▸ Input data:
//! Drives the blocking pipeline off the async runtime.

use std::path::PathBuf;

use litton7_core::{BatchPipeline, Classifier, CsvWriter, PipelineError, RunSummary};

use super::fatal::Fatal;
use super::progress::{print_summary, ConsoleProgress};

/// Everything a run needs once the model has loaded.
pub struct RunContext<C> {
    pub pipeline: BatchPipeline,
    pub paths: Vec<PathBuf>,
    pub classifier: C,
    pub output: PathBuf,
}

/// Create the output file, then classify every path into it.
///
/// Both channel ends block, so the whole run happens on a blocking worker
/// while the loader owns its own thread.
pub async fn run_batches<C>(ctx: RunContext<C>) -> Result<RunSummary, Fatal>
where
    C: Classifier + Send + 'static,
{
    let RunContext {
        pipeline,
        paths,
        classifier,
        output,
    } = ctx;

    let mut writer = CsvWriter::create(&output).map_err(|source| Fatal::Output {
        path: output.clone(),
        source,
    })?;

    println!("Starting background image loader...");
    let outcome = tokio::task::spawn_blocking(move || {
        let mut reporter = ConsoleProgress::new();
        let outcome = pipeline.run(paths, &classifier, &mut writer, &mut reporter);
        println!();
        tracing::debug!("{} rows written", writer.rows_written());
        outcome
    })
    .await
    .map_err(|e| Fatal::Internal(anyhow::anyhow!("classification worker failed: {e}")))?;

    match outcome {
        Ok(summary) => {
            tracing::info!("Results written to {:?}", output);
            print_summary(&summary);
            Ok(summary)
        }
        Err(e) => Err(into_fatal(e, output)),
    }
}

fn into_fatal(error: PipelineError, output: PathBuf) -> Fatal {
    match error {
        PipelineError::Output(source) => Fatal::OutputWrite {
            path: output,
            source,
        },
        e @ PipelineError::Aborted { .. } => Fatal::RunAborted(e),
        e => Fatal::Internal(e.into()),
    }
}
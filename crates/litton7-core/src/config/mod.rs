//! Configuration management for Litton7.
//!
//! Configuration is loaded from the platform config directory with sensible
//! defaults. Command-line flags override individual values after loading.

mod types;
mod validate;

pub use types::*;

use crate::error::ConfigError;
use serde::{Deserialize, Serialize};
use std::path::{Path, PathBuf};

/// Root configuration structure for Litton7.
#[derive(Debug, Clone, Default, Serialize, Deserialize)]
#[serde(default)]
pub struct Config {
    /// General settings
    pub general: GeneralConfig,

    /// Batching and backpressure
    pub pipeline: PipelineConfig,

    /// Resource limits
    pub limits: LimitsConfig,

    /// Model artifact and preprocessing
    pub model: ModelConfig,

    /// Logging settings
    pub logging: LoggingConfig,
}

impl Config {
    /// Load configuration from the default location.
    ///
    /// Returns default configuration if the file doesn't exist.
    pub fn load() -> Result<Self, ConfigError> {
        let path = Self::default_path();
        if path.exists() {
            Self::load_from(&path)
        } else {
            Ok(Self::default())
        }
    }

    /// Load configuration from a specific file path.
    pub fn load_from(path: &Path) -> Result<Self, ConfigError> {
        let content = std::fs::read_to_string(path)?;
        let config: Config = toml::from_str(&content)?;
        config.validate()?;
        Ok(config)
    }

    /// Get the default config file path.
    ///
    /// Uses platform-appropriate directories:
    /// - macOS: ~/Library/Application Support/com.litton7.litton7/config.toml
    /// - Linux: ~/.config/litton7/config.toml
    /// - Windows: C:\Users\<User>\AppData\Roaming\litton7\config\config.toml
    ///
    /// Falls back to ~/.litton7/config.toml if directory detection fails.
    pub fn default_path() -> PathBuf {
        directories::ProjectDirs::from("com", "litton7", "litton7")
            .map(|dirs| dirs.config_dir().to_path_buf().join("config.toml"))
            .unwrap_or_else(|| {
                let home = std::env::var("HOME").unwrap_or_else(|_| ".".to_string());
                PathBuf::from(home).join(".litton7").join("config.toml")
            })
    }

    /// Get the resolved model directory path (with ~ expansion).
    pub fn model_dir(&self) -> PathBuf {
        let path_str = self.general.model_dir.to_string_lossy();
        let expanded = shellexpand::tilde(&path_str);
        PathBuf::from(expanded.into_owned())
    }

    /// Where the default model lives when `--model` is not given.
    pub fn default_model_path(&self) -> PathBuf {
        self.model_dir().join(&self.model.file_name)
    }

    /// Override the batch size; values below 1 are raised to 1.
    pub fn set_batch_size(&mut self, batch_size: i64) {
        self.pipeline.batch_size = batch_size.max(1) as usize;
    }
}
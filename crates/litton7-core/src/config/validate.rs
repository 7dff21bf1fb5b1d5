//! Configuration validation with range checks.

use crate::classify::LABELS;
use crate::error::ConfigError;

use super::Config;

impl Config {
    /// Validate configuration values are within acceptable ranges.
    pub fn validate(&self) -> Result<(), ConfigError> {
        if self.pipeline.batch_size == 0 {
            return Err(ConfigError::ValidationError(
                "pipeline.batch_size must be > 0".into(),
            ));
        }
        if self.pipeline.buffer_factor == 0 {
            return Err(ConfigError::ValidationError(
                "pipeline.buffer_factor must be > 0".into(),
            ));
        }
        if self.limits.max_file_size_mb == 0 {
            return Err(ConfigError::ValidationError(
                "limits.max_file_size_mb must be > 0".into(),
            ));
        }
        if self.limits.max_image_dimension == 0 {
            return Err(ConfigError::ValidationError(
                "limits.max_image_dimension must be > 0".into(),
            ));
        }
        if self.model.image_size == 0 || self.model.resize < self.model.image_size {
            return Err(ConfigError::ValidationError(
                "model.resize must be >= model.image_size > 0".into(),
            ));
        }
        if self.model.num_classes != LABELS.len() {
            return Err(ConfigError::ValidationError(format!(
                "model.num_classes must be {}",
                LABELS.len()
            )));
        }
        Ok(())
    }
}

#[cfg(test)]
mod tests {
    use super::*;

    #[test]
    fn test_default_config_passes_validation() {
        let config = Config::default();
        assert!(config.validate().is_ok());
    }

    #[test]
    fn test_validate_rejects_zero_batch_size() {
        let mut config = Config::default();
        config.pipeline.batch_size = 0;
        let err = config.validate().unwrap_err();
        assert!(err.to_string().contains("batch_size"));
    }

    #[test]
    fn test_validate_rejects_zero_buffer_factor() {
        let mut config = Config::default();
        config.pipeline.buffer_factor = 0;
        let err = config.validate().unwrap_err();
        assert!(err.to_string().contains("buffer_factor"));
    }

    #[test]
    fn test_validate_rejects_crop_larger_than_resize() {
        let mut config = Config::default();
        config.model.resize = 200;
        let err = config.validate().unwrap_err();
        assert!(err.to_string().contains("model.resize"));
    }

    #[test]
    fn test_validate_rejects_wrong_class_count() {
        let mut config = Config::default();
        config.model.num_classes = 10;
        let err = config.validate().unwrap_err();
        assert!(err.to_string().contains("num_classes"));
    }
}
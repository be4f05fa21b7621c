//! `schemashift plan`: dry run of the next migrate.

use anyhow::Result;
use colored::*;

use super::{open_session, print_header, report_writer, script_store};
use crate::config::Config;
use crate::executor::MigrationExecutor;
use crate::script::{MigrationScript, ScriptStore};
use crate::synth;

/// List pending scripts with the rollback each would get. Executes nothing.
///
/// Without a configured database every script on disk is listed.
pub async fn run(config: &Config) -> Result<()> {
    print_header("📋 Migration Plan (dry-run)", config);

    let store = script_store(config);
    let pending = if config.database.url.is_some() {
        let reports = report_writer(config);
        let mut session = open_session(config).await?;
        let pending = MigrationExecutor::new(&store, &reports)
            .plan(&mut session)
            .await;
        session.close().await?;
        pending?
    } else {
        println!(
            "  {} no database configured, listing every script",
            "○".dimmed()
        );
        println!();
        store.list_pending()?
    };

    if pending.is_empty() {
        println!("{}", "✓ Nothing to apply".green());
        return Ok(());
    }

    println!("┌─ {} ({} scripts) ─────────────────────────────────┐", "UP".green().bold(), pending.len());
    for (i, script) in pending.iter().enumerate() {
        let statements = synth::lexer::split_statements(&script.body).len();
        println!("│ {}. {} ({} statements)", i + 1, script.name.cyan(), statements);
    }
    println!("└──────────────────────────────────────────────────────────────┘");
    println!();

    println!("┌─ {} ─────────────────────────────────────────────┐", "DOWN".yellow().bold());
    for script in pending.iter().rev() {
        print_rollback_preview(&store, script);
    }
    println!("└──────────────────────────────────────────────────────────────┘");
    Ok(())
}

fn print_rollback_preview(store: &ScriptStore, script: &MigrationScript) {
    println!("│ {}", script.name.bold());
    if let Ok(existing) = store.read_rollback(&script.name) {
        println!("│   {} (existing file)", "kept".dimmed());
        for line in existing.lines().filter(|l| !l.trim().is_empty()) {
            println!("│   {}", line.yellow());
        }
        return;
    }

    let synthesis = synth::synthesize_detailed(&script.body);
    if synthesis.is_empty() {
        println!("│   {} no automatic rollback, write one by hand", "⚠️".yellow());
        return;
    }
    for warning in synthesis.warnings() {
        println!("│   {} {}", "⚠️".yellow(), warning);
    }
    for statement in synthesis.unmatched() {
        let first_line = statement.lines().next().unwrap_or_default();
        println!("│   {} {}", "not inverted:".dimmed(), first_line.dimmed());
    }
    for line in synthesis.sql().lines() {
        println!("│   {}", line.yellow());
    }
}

▸ Instructions for the task: For the records above, count the lines that contain the word "expanded" and give only that number.

▸ Exercise result: 2